Unfortunately, you can not count with having more than about 1G RVM per
one server process. That means that you will have to run at least 3 server
processes serving each 1/3 of your disk space.
Do not confuse it with replication. These 3 processes serve different
parts of the file space, while possibly running on the same host. You
can setup another server with 3 processes which will replicate these 3, or
more such servers, but anyway the total number of processes will be three
times more than the number of your data replicas. (Or you can think of
your data as of three independent chunks, each replicated twice or
several times).

This Coda limitation will probably go away with time, but it is the
only possible way right now.

> space for CODA.  But I want to use a file, not a raw partition (for
> several reasons).  Is using a huge 3.2 gig file for RVM metadata a
> plausable option?  Or should I just give up now and use the raw partition

Cannot tell anything about performance impact.
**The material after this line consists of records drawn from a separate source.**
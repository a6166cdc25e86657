//! Storage contracts consumed by the application services.

use async_trait::async_trait;
use serde_json::Value;
use thiserror::Error;
use time::OffsetDateTime;

#[derive(Debug, Error)]
pub enum RepoError {
    #[error("persistence error: {0}")]
    Persistence(String),
    #[error("resource not found")]
    NotFound,
    #[error("backing table `{table}` does not exist")]
    StoreUnavailable { table: String },
    #[error("invalid input: {message}")]
    InvalidInput { message: String },
    #[error("database timeout")]
    Timeout,
}

impl RepoError {
    pub fn from_persistence(err: impl std::fmt::Display) -> Self {
        Self::Persistence(err.to_string())
    }

    pub fn store_unavailable(table: impl Into<String>) -> Self {
        Self::StoreUnavailable {
            table: table.into(),
        }
    }
}

/// Generic key/value record store.
#[async_trait]
pub trait RecordStore: Send + Sync {
    async fn get(&self, key: &str) -> Result<Option<Value>, RepoError>;
    /// All values whose key starts with `prefix`, ordered by key.
    async fn get_by_prefix(&self, prefix: &str) -> Result<Vec<Value>, RepoError>;
    async fn set(&self, key: &str, value: Value) -> Result<(), RepoError>;
    /// Removing an absent key succeeds.
    async fn delete(&self, key: &str) -> Result<(), RepoError>;
}

/// A row of the settings table.
#[derive(Debug, Clone, PartialEq)]
pub struct SettingsRow {
    pub key: String,
    pub settings: Value,
    pub updated_at: OffsetDateTime,
    pub updated_by: Option<String>,
}

/// Table-shaped store holding the settings override document.
///
/// Implementations report a missing table as [`RepoError::StoreUnavailable`]
/// and a missing row as `Ok(None)`.
#[async_trait]
pub trait SettingsStore: Send + Sync {
    async fn fetch_row(&self, key: &str) -> Result<Option<SettingsRow>, RepoError>;
    async fn row_exists(&self, key: &str) -> Result<bool, RepoError>;
    async fn insert_row(&self, row: &SettingsRow) -> Result<(), RepoError>;
    async fn update_row(&self, row: &SettingsRow) -> Result<(), RepoError>;
}
//! Infrastructure adapters and runtime bootstrap.

pub mod db;
pub mod error;
pub mod http;
pub mod identity;
pub mod memory;
pub mod telemetry;
pub mod uploads;
use std::sync::Arc;

use time::OffsetDateTime;
use tracing::info;
use uuid::Uuid;

use crate::application::repos::RecordStore;
use crate::domain::entities::MessageRecord;

use super::{Collection, ContentError, TARGET, non_blank, required};

/// A contact form submission.
#[derive(Debug, Clone, Default)]
pub struct CreateMessageCommand {
    pub name: String,
    pub email: String,
    pub phone: Option<String>,
    pub project_type: Option<String>,
    pub budget: Option<String>,
    pub message: String,
}

#[derive(Clone)]
pub struct MessageService {
    records: Collection<MessageRecord>,
}

impl MessageService {
    pub fn new(store: Arc<dyn RecordStore>) -> Self {
        Self {
            records: Collection::new(store),
        }
    }

    pub async fn list(&self) -> Result<Vec<MessageRecord>, ContentError> {
        Ok(self.records.list().await?)
    }

    pub async fn submit(&self, command: CreateMessageCommand) -> Result<MessageRecord, ContentError> {
        let record = MessageRecord {
            id: format!("msg-{}", Uuid::new_v4()),
            name: required(&command.name, "name is required")?,
            email: required(&command.email, "email is required")?,
            phone: non_blank(command.phone),
            project_type: non_blank(command.project_type),
            budget: non_blank(command.budget),
            message: required(&command.message, "message is required")?,
            read: false,
            created_at: OffsetDateTime::now_utc(),
            read_at: None,
            read_by: None,
        };
        self.records.put(&record).await?;
        info!(target = TARGET, id = %record.id, "Contact message received");
        Ok(record)
    }

    /// Mark a message read. A message that is already read is returned as is.
    pub async fn mark_read(&self, actor: &str, id: &str) -> Result<MessageRecord, ContentError> {
        let mut record = self.records.load(id).await?;
        if record.read {
            return Ok(record);
        }
        record.read = true;
        record.read_at = Some(OffsetDateTime::now_utc());
        record.read_by = Some(actor.to_string());
        self.records.put(&record).await?;
        Ok(record)
    }

    pub async fn delete(&self, id: &str) -> Result<(), ContentError> {
        self.records.remove(id).await?;
        Ok(())
    }
}

#[cfg(test)]
mod tests {
    use super::*;
    use crate::infra::memory::MemoryStore;

    fn submission() -> CreateMessageCommand {
        CreateMessageCommand {
            name: "Ada".into(),
            email: "ada@example.com".into(),
            phone: Some("  ".into()),
            message: "Need a quote".into(),
            ..Default::default()
        }
    }

    #[tokio::test]
    async fn submit_starts_unread() {
        let service = MessageService::new(Arc::new(MemoryStore::new()));

        let message = service.submit(submission()).await.expect("submit");

        assert!(message.id.starts_with("msg-"));
        assert!(!message.read);
        assert_eq!(message.phone, None);
        assert_eq!(service.list().await.expect("list"), vec![message]);
    }

    #[tokio::test]
    async fn submit_requires_body() {
        let service = MessageService::new(Arc::new(MemoryStore::new()));

        let err = service
            .submit(CreateMessageCommand {
                message: " ".into(),
                ..submission()
            })
            .await
            .expect_err("empty message");

        assert_eq!(err.to_string(), "message is required");
    }

    #[tokio::test]
    async fn mark_read_is_idempotent() {
        let service = MessageService::new(Arc::new(MemoryStore::new()));
        let message = service.submit(submission()).await.expect("submit");

        let first = service.mark_read("admin-1", &message.id).await.expect("read");
        let second = service.mark_read("admin-2", &message.id).await.expect("again");

        assert!(first.read);
        assert_eq!(second.read_at, first.read_at);
        assert_eq!(second.read_by.as_deref(), Some("admin-1"));
    }
}
//! Postgres store coverage. Needs a reachable `DATABASE_URL`; run with
//! `cargo test -- --ignored`.

use serde_json::json;
use sqlx::PgPool;
use time::OffsetDateTime;

use vitrine::application::repos::{RecordStore, RepoError, SettingsRow, SettingsStore};
use vitrine::application::settings::{FetchOutcome, SettingsAdapter};
use vitrine::infra::db::{PostgresRepositories, TableNames};

fn settings_row(name: &str) -> SettingsRow {
    SettingsRow {
        key: "site_config".to_string(),
        settings: json!({ "company": { "name": name } }),
        updated_at: OffsetDateTime::now_utc(),
        updated_by: Some("admin-1".to_string()),
    }
}

#[sqlx::test(migrations = "./migrations")]
#[ignore = "requires DATABASE_URL"]
async fn record_store_round_trips_and_scans_by_prefix(pool: PgPool) {
    let repos = PostgresRepositories::new(pool, TableNames::default());

    repos
        .set("project:b", json!({ "id": "b" }))
        .await
        .expect("set b");
    repos
        .set("project:a", json!({ "id": "a" }))
        .await
        .expect("set a");
    repos
        .set("project_x", json!({ "id": "x" }))
        .await
        .expect("set x");
    repos
        .set("project:a", json!({ "id": "a", "v": 2 }))
        .await
        .expect("upsert a");

    let scanned = repos.get_by_prefix("project:").await.expect("scan");
    assert_eq!(scanned, vec![json!({ "id": "a", "v": 2 }), json!({ "id": "b" })]);

    repos.delete("project:a").await.expect("delete");
    repos.delete("project:a").await.expect("delete is idempotent");
    assert_eq!(repos.get("project:a").await.expect("get"), None);
}

#[sqlx::test(migrations = "./migrations")]
#[ignore = "requires DATABASE_URL"]
async fn settings_store_distinguishes_missing_row_from_missing_table(pool: PgPool) {
    let repos = PostgresRepositories::new(pool.clone(), TableNames::default());
    assert_eq!(repos.fetch_row("site_config").await.expect("fetch"), None);
    assert!(matches!(
        repos.update_row(&settings_row("Acme")).await,
        Err(RepoError::NotFound)
    ));

    repos
        .insert_row(&settings_row("Acme"))
        .await
        .expect("insert");
    assert!(repos.row_exists("site_config").await.expect("exists"));

    let missing = PostgresRepositories::new(
        pool,
        TableNames {
            settings: "absent_settings".to_string(),
            records: "kv_store".to_string(),
        },
    );
    assert!(matches!(
        missing.fetch_row("site_config").await,
        Err(RepoError::StoreUnavailable { .. })
    ));
}

#[sqlx::test(migrations = "./migrations")]
#[ignore = "requires DATABASE_URL"]
async fn adapter_reports_store_unavailable_for_missing_table(pool: PgPool) {
    let repos = PostgresRepositories::new(
        pool,
        TableNames {
            settings: "absent_settings".to_string(),
            records: "kv_store".to_string(),
        },
    );
    let adapter = SettingsAdapter::new(std::sync::Arc::new(repos));
    assert_eq!(adapter.fetch().await, FetchOutcome::StoreUnavailable);
}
But you'll actually have to
have three 1G files or partitions instead of one 3G.

> 	Next is about the Virtual Memory.  My servers each have 1 gig of
> RAM.  But according to the HOWTO, I would need 3.2 Gigs (4% of my 80 Gig

RVM for the Coda server is on the Coda server that shouldn't be the same
as your Web servers.

You Web servers - Coda clients - have to have some RVM and corresponding
virtual memory, but it is calculated from the cache size, not the data
amount.

> 	The next question comes from the HOWTO.  The HOWTO says "Do not go
> above 300 Meg on the [client-side] cache."  What is that 300 Meg limit?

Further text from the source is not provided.